Information supplied >>
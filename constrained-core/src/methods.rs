//! Built-in methods reachable through attribute access
//!
//! `value.upper` produces a [`Value::Method`] bound to its receiver; calling it
//! dispatches here with the receiver and the call arguments.

use tracing::trace;

use crate::value::{Value, ValueError, ValueResult, ValueType};

/// (name, arity) pairs per receiver type
const STRING_METHODS: &[(&str, usize)] = &[
    ("upper", 0),
    ("lower", 0),
    ("trim", 0),
    ("starts_with", 1),
    ("ends_with", 1),
    ("contains", 1),
    ("len", 0),
    ("is_empty", 0),
    ("split", 1),
    ("replace", 2),
];

const LIST_METHODS: &[(&str, usize)] = &[
    ("len", 0),
    ("is_empty", 0),
    ("first", 0),
    ("last", 0),
    ("contains", 1),
    ("count", 1),
];

const MAP_METHODS: &[(&str, usize)] = &[
    ("len", 0),
    ("is_empty", 0),
    ("keys", 0),
    ("values", 0),
    ("contains_key", 1),
    ("get", 1),
];

const NUMBER_METHODS: &[(&str, usize)] = &[("abs", 0), ("is_positive", 0), ("is_negative", 0)];

fn methods_for(ty: ValueType) -> &'static [(&'static str, usize)] {
    match ty {
        ValueType::String => STRING_METHODS,
        ValueType::List => LIST_METHODS,
        ValueType::Map => MAP_METHODS,
        ValueType::Integer | ValueType::Float => NUMBER_METHODS,
        _ => &[],
    }
}

fn arity_of(ty: ValueType, name: &str) -> Option<usize> {
    methods_for(ty)
        .iter()
        .find(|(method, _)| *method == name)
        .map(|(_, arity)| *arity)
}

/// Check whether `name` is a built-in method of values of type `ty`
pub fn has_method(ty: ValueType, name: &str) -> bool {
    arity_of(ty, name).is_some()
}

/// Invoke a built-in method on its receiver
pub fn call_method(receiver: &Value, name: &str, args: &[Value]) -> ValueResult<Value> {
    let expected = arity_of(receiver.value_type(), name)
        .ok_or_else(|| missing(receiver.type_name(), name))?;
    if expected != args.len() {
        return Err(ValueError::ArityMismatch {
            expected,
            actual: args.len(),
        });
    }

    trace!("Calling method {} on {}", name, receiver.type_name());

    match receiver {
        Value::String(s) => string_method(s, name, args),
        Value::List(items) => list_method(items, name, args),
        Value::Map(_) => map_method(receiver, name, args),
        Value::Integer(_) | Value::Float(_) => number_method(receiver, name),
        _ => Err(ValueError::InvalidOperation(format!(
            "{} has no methods",
            receiver.type_name()
        ))),
    }
}

fn missing(type_name: &str, name: &str) -> ValueError {
    ValueError::AttributeNotFound {
        type_name: type_name.to_string(),
        attribute: name.to_string(),
    }
}

fn string_method(s: &str, name: &str, args: &[Value]) -> ValueResult<Value> {
    Ok(match name {
        "upper" => Value::String(s.to_uppercase()),
        "lower" => Value::String(s.to_lowercase()),
        "trim" => Value::String(s.trim().to_string()),
        "starts_with" => Value::Boolean(s.starts_with(args[0].as_string()?)),
        "ends_with" => Value::Boolean(s.ends_with(args[0].as_string()?)),
        "contains" => Value::Boolean(s.contains(args[0].as_string()?)),
        "len" => Value::Integer(s.chars().count() as i64),
        "is_empty" => Value::Boolean(s.is_empty()),
        "split" => {
            let separator = args[0].as_string()?;
            if separator.is_empty() {
                return Err(ValueError::InvalidOperation("empty separator".to_string()));
            }
            Value::List(s.split(separator).map(Value::from).collect())
        }
        "replace" => Value::String(s.replace(args[0].as_string()?, args[1].as_string()?)),
        _ => return Err(missing("string", name)),
    })
}

fn list_method(items: &[Value], name: &str, args: &[Value]) -> ValueResult<Value> {
    Ok(match name {
        "len" => Value::Integer(items.len() as i64),
        "is_empty" => Value::Boolean(items.is_empty()),
        "first" => items.first().cloned().unwrap_or(Value::Nil),
        "last" => items.last().cloned().unwrap_or(Value::Nil),
        "contains" => Value::Boolean(items.contains(&args[0])),
        "count" => Value::Integer(items.iter().filter(|item| **item == args[0]).count() as i64),
        _ => return Err(missing("list", name)),
    })
}

fn map_method(receiver: &Value, name: &str, args: &[Value]) -> ValueResult<Value> {
    let map = receiver.as_map()?;
    let mut keys: Vec<&String> = map.keys().collect();
    keys.sort();

    Ok(match name {
        "len" => Value::Integer(map.len() as i64),
        "is_empty" => Value::Boolean(map.is_empty()),
        "keys" => Value::List(keys.into_iter().map(|k| Value::String(k.clone())).collect()),
        "values" => Value::List(keys.into_iter().map(|k| map[k].clone()).collect()),
        "contains_key" => Value::Boolean(map.contains_key(args[0].as_string()?)),
        "get" => map
            .get(args[0].as_string()?)
            .cloned()
            .unwrap_or(Value::Nil),
        _ => return Err(missing("map", name)),
    })
}

fn number_method(receiver: &Value, name: &str) -> ValueResult<Value> {
    match name {
        "abs" => crate::ops::apply_unary(crate::ops::UnaryOp::Abs, receiver),
        "is_positive" => Ok(Value::Boolean(receiver.as_number()? > 0.0)),
        "is_negative" => Ok(Value::Boolean(receiver.as_number()? < 0.0)),
        _ => Err(missing(receiver.type_name(), name)),
    }
}
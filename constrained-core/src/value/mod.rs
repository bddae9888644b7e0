//! Runtime value representation

pub mod error;

pub use error::{ValueError, ValueResult};

use rustc_hash::FxHashMap;
use serde::{Deserialize, Serialize};
use std::cmp::Ordering;
use std::sync::Arc;

/// Signature of a host function callable from a recorded expression
pub type NativeFn = dyn Fn(&[Value]) -> ValueResult<Value> + Send + Sync;

/// Runtime value types
#[derive(Clone)]
pub enum Value {
    /// Nil/null value
    Nil,

    /// Boolean value
    Boolean(bool),

    /// Integer value
    Integer(i64),

    /// Floating point value
    Float(f64),

    /// String value
    String(String),

    /// List of values
    List(Vec<Value>),

    /// Hash table keyed by strings
    Map(FxHashMap<String, Value>),

    /// Object with named attributes
    Record {
        type_name: String,
        fields: FxHashMap<String, Value>,
    },

    /// Native function
    NativeFunction {
        name: String,
        /// `None` for variadic functions
        arity: Option<usize>,
        function: Arc<NativeFn>,
    },

    /// Built-in method bound to its receiver by attribute access
    Method { receiver: Box<Value>, name: String },
}

/// Runtime type tag of a [`Value`]
#[derive(Debug, Clone, Copy, PartialEq, Eq, Hash, Serialize, Deserialize)]
#[serde(rename_all = "kebab-case")]
pub enum ValueType {
    Nil,
    Boolean,
    Integer,
    Float,
    String,
    List,
    Map,
    Record,
    NativeFunction,
    Method,
}

impl ValueType {
    /// Name used in error messages
    pub fn name(self) -> &'static str {
        match self {
            ValueType::Nil => "nil",
            ValueType::Boolean => "boolean",
            ValueType::Integer => "integer",
            ValueType::Float => "float",
            ValueType::String => "string",
            ValueType::List => "list",
            ValueType::Map => "map",
            ValueType::Record => "record",
            ValueType::NativeFunction => "native-function",
            ValueType::Method => "method",
        }
    }
}

impl std::fmt::Display for ValueType {
    fn fmt(&self, f: &mut std::fmt::Formatter<'_>) -> std::fmt::Result {
        f.write_str(self.name())
    }
}

impl Value {
    /// Build a list value
    pub fn list(items: impl IntoIterator<Item = impl Into<Value>>) -> Self {
        Value::List(items.into_iter().map(Into::into).collect())
    }

    /// Build a map value
    pub fn map<K: Into<String>, V: Into<Value>>(entries: impl IntoIterator<Item = (K, V)>) -> Self {
        Value::Map(
            entries
                .into_iter()
                .map(|(k, v)| (k.into(), v.into()))
                .collect(),
        )
    }

    /// Build a record value
    pub fn record<K: Into<String>, V: Into<Value>>(
        type_name: impl Into<String>,
        fields: impl IntoIterator<Item = (K, V)>,
    ) -> Self {
        Value::Record {
            type_name: type_name.into(),
            fields: fields
                .into_iter()
                .map(|(k, v)| (k.into(), v.into()))
                .collect(),
        }
    }

    /// Wrap a host closure as a callable value
    pub fn native<F>(name: impl Into<String>, arity: Option<usize>, function: F) -> Self
    where
        F: Fn(&[Value]) -> ValueResult<Value> + Send + Sync + 'static,
    {
        Value::NativeFunction {
            name: name.into(),
            arity,
            function: Arc::new(function),
        }
    }

    /// Type checking predicates
    pub fn is_nil(&self) -> bool {
        matches!(self, Value::Nil)
    }

    pub fn is_boolean(&self) -> bool {
        matches!(self, Value::Boolean(_))
    }

    pub fn is_integer(&self) -> bool {
        matches!(self, Value::Integer(_))
    }

    pub fn is_float(&self) -> bool {
        matches!(self, Value::Float(_))
    }

    pub fn is_number(&self) -> bool {
        matches!(self, Value::Integer(_) | Value::Float(_))
    }

    pub fn is_string(&self) -> bool {
        matches!(self, Value::String(_))
    }

    pub fn is_list(&self) -> bool {
        matches!(self, Value::List(_))
    }

    pub fn is_map(&self) -> bool {
        matches!(self, Value::Map(_))
    }

    pub fn is_record(&self) -> bool {
        matches!(self, Value::Record { .. })
    }

    pub fn is_callable(&self) -> bool {
        matches!(self, Value::NativeFunction { .. } | Value::Method { .. })
    }

    /// Type conversion helpers
    pub fn as_boolean(&self) -> ValueResult<bool> {
        match self {
            Value::Boolean(b) => Ok(*b),
            _ => Err(ValueError::TypeError {
                expected: "boolean",
                actual: self.type_name(),
            }),
        }
    }

    pub fn as_integer(&self) -> ValueResult<i64> {
        match self {
            Value::Integer(n) => Ok(*n),
            _ => Err(ValueError::TypeError {
                expected: "integer",
                actual: self.type_name(),
            }),
        }
    }

    pub fn as_number(&self) -> ValueResult<f64> {
        match self {
            Value::Integer(n) => Ok(*n as f64),
            Value::Float(f) => Ok(*f),
            _ => Err(ValueError::TypeError {
                expected: "number",
                actual: self.type_name(),
            }),
        }
    }

    pub fn as_string(&self) -> ValueResult<&str> {
        match self {
            Value::String(s) => Ok(s),
            _ => Err(ValueError::TypeError {
                expected: "string",
                actual: self.type_name(),
            }),
        }
    }

    pub fn as_list(&self) -> ValueResult<&[Value]> {
        match self {
            Value::List(items) => Ok(items),
            _ => Err(ValueError::TypeError {
                expected: "list",
                actual: self.type_name(),
            }),
        }
    }

    pub fn as_map(&self) -> ValueResult<&FxHashMap<String, Value>> {
        match self {
            Value::Map(map) => Ok(map),
            _ => Err(ValueError::TypeError {
                expected: "map",
                actual: self.type_name(),
            }),
        }
    }

    /// Runtime type tag
    pub fn value_type(&self) -> ValueType {
        match self {
            Value::Nil => ValueType::Nil,
            Value::Boolean(_) => ValueType::Boolean,
            Value::Integer(_) => ValueType::Integer,
            Value::Float(_) => ValueType::Float,
            Value::String(_) => ValueType::String,
            Value::List(_) => ValueType::List,
            Value::Map(_) => ValueType::Map,
            Value::Record { .. } => ValueType::Record,
            Value::NativeFunction { .. } => ValueType::NativeFunction,
            Value::Method { .. } => ValueType::Method,
        }
    }

    /// Get type name for error messages
    pub fn type_name(&self) -> &'static str {
        self.value_type().name()
    }

    /// Check if value is truthy
    ///
    /// Nil, `false`, zero and empty containers are falsy.
    pub fn is_truthy(&self) -> bool {
        match self {
            Value::Nil => false,
            Value::Boolean(b) => *b,
            Value::Integer(n) => *n != 0,
            Value::Float(f) => *f != 0.0,
            Value::String(s) => !s.is_empty(),
            Value::List(items) => !items.is_empty(),
            Value::Map(map) => !map.is_empty(),
            Value::Record { .. } | Value::NativeFunction { .. } | Value::Method { .. } => true,
        }
    }
}

impl From<bool> for Value {
    fn from(b: bool) -> Self {
        Value::Boolean(b)
    }
}

impl From<i64> for Value {
    fn from(n: i64) -> Self {
        Value::Integer(n)
    }
}

impl From<i32> for Value {
    fn from(n: i32) -> Self {
        Value::Integer(n as i64)
    }
}

impl From<usize> for Value {
    fn from(n: usize) -> Self {
        Value::Integer(n as i64)
    }
}

impl From<f64> for Value {
    fn from(f: f64) -> Self {
        Value::Float(f)
    }
}

impl From<&str> for Value {
    fn from(s: &str) -> Self {
        Value::String(s.to_string())
    }
}

impl From<String> for Value {
    fn from(s: String) -> Self {
        Value::String(s)
    }
}

impl From<Vec<Value>> for Value {
    fn from(items: Vec<Value>) -> Self {
        Value::List(items)
    }
}

impl From<()> for Value {
    fn from(_: ()) -> Self {
        Value::Nil
    }
}

impl std::fmt::Debug for Value {
    fn fmt(&self, f: &mut std::fmt::Formatter<'_>) -> std::fmt::Result {
        match self {
            Value::Nil => write!(f, "Nil"),
            Value::Boolean(b) => write!(f, "Boolean({})", b),
            Value::Integer(n) => write!(f, "Integer({})", n),
            Value::Float(x) => write!(f, "Float({})", x),
            Value::String(s) => write!(f, "String({:?})", s),
            Value::List(items) => f.debug_list().entries(items).finish(),
            Value::Map(map) => f.debug_struct("Map").field("map", map).finish(),
            Value::Record { type_name, fields } => f
                .debug_struct("Record")
                .field("type_name", type_name)
                .field("fields", fields)
                .finish(),
            Value::NativeFunction { name, arity, .. } => f
                .debug_struct("NativeFunction")
                .field("name", name)
                .field("arity", arity)
                .finish(),
            Value::Method { receiver, name } => f
                .debug_struct("Method")
                .field("receiver", receiver)
                .field("name", name)
                .finish(),
        }
    }
}

/// Order an integer against a float without rounding the integer
///
/// `None` only when `b` is NaN.
pub fn compare_int_float(a: i64, b: f64) -> Option<Ordering> {
    if b.is_nan() {
        return None;
    }
    // i64::MIN as f64 is exactly -2^63 and i64::MAX as f64 rounds up to 2^63
    if b >= i64::MAX as f64 {
        return Some(Ordering::Less);
    }
    if b < i64::MIN as f64 {
        return Some(Ordering::Greater);
    }
    let whole = b.trunc();
    match a.cmp(&(whole as i64)) {
        Ordering::Equal => whole.partial_cmp(&b),
        ordering => Some(ordering),
    }
}

impl PartialEq for Value {
    fn eq(&self, other: &Self) -> bool {
        match (self, other) {
            (Value::Nil, Value::Nil) => true,
            (Value::Boolean(a), Value::Boolean(b)) => a == b,
            (Value::Integer(a), Value::Integer(b)) => a == b,
            (Value::Float(a), Value::Float(b)) => a == b,
            (Value::Integer(a), Value::Float(b)) | (Value::Float(b), Value::Integer(a)) => {
                compare_int_float(*a, *b) == Some(Ordering::Equal)
            }
            (Value::String(a), Value::String(b)) => a == b,
            (Value::List(a), Value::List(b)) => a == b,
            (Value::Map(a), Value::Map(b)) => a == b,
            (
                Value::Record {
                    type_name: t1,
                    fields: f1,
                },
                Value::Record {
                    type_name: t2,
                    fields: f2,
                },
            ) => t1 == t2 && f1 == f2,
            (
                Value::NativeFunction {
                    name: n1,
                    arity: a1,
                    ..
                },
                Value::NativeFunction {
                    name: n2,
                    arity: a2,
                    ..
                },
            ) => n1 == n2 && a1 == a2,
            (
                Value::Method {
                    receiver: r1,
                    name: n1,
                },
                Value::Method {
                    receiver: r2,
                    name: n2,
                },
            ) => n1 == n2 && r1 == r2,
            _ => false,
        }
    }
}

impl std::fmt::Display for Value {
    fn fmt(&self, f: &mut std::fmt::Formatter<'_>) -> std::fmt::Result {
        match self {
            Value::Nil => write!(f, "nil"),
            Value::Boolean(b) => write!(f, "{}", b),
            Value::Integer(n) => write!(f, "{}", n),
            Value::Float(x) => write!(f, "{:?}", x),
            Value::String(s) => write!(f, "{:?}", s),
            Value::List(items) => {
                write!(f, "[")?;
                for (i, item) in items.iter().enumerate() {
                    if i > 0 {
                        write!(f, ", ")?;
                    }
                    write!(f, "{}", item)?;
                }
                write!(f, "]")
            }
            Value::Map(map) => {
                let mut keys: Vec<_> = map.keys().collect();
                keys.sort();
                write!(f, "{{")?;
                for (i, key) in keys.into_iter().enumerate() {
                    if i > 0 {
                        write!(f, ", ")?;
                    }
                    write!(f, "{:?}: {}", key, map[key])?;
                }
                write!(f, "}}")
            }
            Value::Record { type_name, fields } => {
                write!(f, "#<{} with {} fields>", type_name, fields.len())
            }
            Value::NativeFunction { name, .. } => write!(f, "#<native:{}>", name),
            Value::Method { receiver, name } => {
                write!(f, "#<method {} of {}>", name, receiver.type_name())
            }
        }
    }
}

#[cfg(test)]
#[path = "../value_tests.rs"]
mod tests;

Assignment >> Take every line from the listing above that includes the word "replace" and copy it.

Written solution >>
    ("replace", 2),
        "replace" => Value::String(s.replace(args[0].as_string()?, args[1].as_string()?)),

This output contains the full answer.